Stored data entries
╔══

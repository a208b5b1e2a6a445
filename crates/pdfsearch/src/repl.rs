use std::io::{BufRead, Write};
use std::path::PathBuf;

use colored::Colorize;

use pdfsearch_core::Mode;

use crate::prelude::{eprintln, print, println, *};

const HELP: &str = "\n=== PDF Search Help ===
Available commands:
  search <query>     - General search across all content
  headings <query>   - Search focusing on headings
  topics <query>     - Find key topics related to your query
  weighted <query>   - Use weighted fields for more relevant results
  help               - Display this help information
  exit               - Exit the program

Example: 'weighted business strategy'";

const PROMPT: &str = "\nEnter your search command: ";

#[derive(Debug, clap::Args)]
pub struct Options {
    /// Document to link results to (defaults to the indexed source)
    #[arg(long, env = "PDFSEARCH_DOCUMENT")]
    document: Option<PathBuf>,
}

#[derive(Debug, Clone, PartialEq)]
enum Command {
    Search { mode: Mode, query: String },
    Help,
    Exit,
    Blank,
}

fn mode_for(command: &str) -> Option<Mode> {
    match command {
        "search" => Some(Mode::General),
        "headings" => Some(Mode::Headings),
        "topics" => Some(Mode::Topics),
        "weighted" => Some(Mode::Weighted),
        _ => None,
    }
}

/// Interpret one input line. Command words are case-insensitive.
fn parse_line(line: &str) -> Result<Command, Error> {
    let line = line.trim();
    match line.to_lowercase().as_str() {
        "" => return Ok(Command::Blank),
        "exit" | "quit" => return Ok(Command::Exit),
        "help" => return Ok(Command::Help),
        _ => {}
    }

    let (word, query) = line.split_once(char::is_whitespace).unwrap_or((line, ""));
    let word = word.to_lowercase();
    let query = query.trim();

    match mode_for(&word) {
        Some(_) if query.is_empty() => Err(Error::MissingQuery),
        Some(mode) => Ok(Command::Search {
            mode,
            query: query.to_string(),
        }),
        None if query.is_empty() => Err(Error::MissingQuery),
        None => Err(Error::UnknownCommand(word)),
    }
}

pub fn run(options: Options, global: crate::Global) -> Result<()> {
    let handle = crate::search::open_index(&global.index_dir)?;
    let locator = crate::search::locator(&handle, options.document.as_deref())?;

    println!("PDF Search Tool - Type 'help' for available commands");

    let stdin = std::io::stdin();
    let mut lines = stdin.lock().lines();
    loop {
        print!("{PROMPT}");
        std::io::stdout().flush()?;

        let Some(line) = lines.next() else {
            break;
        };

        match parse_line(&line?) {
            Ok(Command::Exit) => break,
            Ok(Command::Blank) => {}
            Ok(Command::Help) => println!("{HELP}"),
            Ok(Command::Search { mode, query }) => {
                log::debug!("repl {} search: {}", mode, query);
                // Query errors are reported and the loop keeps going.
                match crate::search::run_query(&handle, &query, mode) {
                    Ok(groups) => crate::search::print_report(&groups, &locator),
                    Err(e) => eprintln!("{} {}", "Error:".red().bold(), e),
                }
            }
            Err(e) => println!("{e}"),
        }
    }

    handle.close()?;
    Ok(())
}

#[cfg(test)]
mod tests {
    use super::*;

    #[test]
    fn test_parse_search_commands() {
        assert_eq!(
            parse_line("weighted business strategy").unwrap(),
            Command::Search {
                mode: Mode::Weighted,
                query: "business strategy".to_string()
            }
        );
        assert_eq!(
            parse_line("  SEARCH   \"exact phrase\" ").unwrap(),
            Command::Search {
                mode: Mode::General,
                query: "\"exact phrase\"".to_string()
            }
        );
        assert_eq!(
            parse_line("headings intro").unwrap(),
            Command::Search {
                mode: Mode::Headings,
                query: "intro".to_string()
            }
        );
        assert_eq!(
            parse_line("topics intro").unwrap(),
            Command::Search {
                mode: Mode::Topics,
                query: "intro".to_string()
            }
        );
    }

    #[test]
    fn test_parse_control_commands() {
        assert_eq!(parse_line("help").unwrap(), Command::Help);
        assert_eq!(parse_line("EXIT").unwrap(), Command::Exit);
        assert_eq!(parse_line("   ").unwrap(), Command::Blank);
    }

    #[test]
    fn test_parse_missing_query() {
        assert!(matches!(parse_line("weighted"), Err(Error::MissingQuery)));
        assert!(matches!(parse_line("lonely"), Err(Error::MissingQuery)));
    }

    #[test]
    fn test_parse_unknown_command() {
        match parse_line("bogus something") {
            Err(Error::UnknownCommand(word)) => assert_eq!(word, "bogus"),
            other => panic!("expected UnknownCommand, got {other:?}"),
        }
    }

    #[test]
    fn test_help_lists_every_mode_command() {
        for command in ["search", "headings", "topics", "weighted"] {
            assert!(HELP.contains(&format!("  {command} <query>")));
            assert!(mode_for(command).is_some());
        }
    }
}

╚══
╔══

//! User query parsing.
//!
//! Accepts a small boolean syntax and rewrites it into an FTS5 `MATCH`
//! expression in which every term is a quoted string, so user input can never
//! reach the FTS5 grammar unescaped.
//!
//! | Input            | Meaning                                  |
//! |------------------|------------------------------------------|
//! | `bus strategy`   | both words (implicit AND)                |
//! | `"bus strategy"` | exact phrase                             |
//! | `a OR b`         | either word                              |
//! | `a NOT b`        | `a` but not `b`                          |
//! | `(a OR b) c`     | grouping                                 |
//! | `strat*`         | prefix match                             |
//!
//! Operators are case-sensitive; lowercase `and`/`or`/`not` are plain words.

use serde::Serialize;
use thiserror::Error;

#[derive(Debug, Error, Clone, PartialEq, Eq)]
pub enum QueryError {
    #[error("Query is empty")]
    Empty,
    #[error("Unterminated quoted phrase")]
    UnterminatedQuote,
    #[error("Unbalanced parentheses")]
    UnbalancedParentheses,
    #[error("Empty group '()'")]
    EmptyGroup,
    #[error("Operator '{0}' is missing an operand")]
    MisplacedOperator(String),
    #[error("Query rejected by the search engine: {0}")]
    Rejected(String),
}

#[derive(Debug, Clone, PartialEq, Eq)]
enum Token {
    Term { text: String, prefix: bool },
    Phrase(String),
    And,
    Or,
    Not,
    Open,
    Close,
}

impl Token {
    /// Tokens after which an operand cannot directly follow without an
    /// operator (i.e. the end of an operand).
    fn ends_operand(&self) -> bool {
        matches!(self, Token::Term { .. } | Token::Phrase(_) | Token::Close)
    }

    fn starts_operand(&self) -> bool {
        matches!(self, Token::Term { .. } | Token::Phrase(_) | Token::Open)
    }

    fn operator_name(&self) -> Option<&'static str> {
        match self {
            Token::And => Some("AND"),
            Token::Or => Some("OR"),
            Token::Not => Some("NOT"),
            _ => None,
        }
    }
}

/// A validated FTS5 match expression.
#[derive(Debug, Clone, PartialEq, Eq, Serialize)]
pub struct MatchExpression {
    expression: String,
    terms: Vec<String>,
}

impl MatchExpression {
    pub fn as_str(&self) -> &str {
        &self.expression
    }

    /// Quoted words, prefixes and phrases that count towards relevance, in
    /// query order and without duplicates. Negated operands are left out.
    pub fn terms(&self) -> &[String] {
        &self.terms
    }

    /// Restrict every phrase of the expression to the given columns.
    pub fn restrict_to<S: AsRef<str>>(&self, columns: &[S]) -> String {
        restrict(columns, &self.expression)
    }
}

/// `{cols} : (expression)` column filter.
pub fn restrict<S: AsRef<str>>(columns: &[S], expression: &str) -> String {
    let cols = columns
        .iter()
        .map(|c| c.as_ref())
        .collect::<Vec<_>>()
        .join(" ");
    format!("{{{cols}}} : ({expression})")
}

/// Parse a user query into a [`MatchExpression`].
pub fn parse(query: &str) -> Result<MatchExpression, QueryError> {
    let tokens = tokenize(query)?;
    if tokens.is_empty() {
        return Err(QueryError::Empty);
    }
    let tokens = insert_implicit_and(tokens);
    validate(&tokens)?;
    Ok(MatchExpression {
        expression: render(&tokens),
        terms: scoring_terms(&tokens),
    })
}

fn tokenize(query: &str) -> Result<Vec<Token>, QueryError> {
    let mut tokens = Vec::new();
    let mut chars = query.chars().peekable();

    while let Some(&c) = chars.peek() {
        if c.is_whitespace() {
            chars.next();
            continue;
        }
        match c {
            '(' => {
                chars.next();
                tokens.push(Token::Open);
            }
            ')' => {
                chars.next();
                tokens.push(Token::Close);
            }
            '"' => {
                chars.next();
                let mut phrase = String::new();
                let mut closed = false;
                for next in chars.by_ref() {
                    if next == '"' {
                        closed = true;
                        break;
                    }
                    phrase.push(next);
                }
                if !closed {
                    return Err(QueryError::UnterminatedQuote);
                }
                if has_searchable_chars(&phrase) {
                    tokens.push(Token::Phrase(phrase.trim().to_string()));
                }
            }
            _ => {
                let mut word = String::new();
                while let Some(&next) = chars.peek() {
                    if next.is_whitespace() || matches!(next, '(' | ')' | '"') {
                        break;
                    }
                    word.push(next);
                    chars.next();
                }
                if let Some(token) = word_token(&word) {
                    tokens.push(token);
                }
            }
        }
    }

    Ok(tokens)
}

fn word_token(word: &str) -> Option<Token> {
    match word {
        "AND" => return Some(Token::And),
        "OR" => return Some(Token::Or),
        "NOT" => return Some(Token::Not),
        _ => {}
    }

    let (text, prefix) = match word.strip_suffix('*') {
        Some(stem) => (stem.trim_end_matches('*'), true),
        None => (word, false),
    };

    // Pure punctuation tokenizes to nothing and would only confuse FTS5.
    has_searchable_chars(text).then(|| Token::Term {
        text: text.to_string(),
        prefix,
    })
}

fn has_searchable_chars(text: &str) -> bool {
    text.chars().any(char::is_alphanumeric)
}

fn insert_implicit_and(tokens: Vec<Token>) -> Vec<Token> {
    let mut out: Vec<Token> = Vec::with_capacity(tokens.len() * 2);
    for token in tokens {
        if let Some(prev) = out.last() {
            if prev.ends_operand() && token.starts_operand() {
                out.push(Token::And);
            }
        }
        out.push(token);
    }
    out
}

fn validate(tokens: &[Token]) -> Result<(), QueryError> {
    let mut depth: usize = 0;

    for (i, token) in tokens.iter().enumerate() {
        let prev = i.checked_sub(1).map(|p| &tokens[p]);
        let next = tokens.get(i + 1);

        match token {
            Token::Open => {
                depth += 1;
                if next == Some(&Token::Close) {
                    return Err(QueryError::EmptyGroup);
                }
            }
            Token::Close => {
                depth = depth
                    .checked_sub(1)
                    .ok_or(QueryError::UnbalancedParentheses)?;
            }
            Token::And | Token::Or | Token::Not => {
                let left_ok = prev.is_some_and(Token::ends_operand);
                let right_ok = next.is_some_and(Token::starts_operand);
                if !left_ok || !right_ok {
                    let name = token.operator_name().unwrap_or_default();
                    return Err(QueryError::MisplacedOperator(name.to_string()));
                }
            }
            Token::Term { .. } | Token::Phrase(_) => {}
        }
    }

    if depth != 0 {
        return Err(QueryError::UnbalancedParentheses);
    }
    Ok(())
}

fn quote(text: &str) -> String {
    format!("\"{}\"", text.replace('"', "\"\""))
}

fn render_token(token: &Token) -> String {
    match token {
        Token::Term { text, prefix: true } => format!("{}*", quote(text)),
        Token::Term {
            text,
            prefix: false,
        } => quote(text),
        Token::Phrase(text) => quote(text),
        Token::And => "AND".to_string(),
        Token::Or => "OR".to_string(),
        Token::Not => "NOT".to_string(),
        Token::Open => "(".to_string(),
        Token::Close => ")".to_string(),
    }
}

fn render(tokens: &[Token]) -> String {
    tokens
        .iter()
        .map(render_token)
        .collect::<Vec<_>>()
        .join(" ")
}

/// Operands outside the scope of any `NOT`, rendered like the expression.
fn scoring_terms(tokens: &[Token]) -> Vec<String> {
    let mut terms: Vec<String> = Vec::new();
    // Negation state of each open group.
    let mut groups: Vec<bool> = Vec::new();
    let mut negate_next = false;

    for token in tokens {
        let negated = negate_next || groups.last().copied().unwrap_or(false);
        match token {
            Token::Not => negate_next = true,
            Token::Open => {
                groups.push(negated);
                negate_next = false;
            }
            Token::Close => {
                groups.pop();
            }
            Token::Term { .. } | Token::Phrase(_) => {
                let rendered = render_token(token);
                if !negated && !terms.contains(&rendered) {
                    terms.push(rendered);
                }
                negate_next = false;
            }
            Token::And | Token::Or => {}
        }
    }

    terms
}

╚══

What you should do: Search the entries above for the string "bogus". Copy each line in which it appears.

Reply to the exercise:
        match parse_line("bogus something") {
            Err(Error::UnknownCommand(word)) => assert_eq!(word, "bogus"),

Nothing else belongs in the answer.